(EXERCISE OBJECTIVE) Transcribe exactly, and only, the lines from the one containing "pub async fn list_attendance(State(state): State<AppState>)" through the end of the material.

(RECORDS PROVIDED)
▬▬▬
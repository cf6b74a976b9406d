// src/web/attendance_handlers.rs
use crate::{
    error::{AppError, AppResult},
    models::attendance::{AttendanceRecord, NewAttendance},
    services::attendance_service,
    state::AppState,
};
use axum::{
    extract::{Path, State},
    http::StatusCode,
    Json,
};

pub async fn list_attendance(State(state): State<AppState>) -> AppResult<Json<Vec<AttendanceRecord>>> {
    Ok(Json(attendance_service::list_attendance(state.store.as_ref()).await?))
}

pub async fn get_attendance(
    State(state): State<AppState>,
    Path(id): Path<String>,
) -> AppResult<Json<AttendanceRecord>> {
    attendance_service::find_attendance_by_id(state.store.as_ref(), &id)
        .await?
        .map(Json)
        .ok_or_else(|| AppError::not_found("Registo de presença"))
}

pub async fn create_attendance(
    State(state): State<AppState>,
    Json(input): Json<NewAttendance>,
) -> AppResult<(StatusCode, Json<AttendanceRecord>)> {
    let record = attendance_service::create_attendance(state.store.as_ref(), input).await?;
    Ok((StatusCode::CREATED, Json(record)))
}

pub async fn delete_attendance(State(state): State<AppState>, Path(id): Path<String>) -> AppResult<StatusCode> {
    if attendance_service::delete_attendance(state.store.as_ref(), &id).await? {
        Ok(StatusCode::NO_CONTENT)
    } else {
        Err(AppError::not_found("Registo de presença"))
    }
}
▬▬▬
(RESPONSE AREA)
pub async fn list_attendance(State(state): State<AppState>) -> AppResult<Json<Vec<AttendanceRecord>>> {
    Ok(Json(attendance_service::list_attendance(state.store.as_ref()).await?))
}

pub async fn get_attendance(
    State(state): State<AppState>,
    Path(id): Path<String>,
) -> AppResult<Json<AttendanceRecord>> {
    attendance_service::find_attendance_by_id(state.store.as_ref(), &id)
        .await?
        .map(Json)
        .ok_or_else(|| AppError::not_found("Registo de presença"))
}

pub async fn create_attendance(
    State(state): State<AppState>,
    Json(input): Json<NewAttendance>,
) -> AppResult<(StatusCode, Json<AttendanceRecord>)> {
    let record = attendance_service::create_attendance(state.store.as_ref(), input).await?;
    Ok((StatusCode::CREATED, Json(record)))
}

pub async fn delete_attendance(State(state): State<AppState>, Path(id): Path<String>) -> AppResult<StatusCode> {
    if attendance_service::delete_attendance(state.store.as_ref(), &id).await? {
        Ok(StatusCode::NO_CONTENT)
    } else {
        Err(AppError::not_found("Registo de presença"))
    }
}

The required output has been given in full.